Directions –
Give the number of lines in the listing below that include the word "match", with nothing more.

++++

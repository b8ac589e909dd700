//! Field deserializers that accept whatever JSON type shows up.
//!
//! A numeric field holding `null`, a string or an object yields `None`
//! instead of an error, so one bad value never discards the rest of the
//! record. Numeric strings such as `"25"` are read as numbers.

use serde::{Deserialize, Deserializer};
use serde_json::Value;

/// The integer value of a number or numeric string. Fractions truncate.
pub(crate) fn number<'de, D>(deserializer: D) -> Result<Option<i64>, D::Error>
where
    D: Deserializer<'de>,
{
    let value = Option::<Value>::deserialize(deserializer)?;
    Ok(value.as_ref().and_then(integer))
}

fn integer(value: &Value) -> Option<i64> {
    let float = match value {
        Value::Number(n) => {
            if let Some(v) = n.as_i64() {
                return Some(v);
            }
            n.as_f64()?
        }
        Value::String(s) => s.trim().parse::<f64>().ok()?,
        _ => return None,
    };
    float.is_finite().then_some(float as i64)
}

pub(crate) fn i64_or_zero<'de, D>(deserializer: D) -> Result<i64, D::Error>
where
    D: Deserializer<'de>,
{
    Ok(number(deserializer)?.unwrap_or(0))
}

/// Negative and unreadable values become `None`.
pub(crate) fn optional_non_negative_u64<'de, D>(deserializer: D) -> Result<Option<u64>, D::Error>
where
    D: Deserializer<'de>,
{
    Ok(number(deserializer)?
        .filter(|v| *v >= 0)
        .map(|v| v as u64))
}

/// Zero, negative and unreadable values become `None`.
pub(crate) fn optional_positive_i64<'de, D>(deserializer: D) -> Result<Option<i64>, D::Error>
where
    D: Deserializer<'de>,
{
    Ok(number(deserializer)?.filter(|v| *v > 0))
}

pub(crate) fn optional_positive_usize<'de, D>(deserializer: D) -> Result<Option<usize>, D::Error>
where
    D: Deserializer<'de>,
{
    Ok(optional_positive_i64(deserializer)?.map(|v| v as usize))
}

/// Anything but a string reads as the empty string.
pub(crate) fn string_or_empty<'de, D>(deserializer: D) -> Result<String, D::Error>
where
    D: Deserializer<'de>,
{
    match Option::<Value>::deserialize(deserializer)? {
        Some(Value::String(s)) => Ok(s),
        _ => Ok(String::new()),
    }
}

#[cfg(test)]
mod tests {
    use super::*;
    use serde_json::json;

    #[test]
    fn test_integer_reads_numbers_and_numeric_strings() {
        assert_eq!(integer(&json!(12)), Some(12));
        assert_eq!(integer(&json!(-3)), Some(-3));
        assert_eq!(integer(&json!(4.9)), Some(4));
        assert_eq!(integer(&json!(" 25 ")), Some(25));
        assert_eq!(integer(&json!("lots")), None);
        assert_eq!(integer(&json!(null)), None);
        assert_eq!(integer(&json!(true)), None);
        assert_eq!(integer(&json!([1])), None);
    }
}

++++

Answer to the problem –
2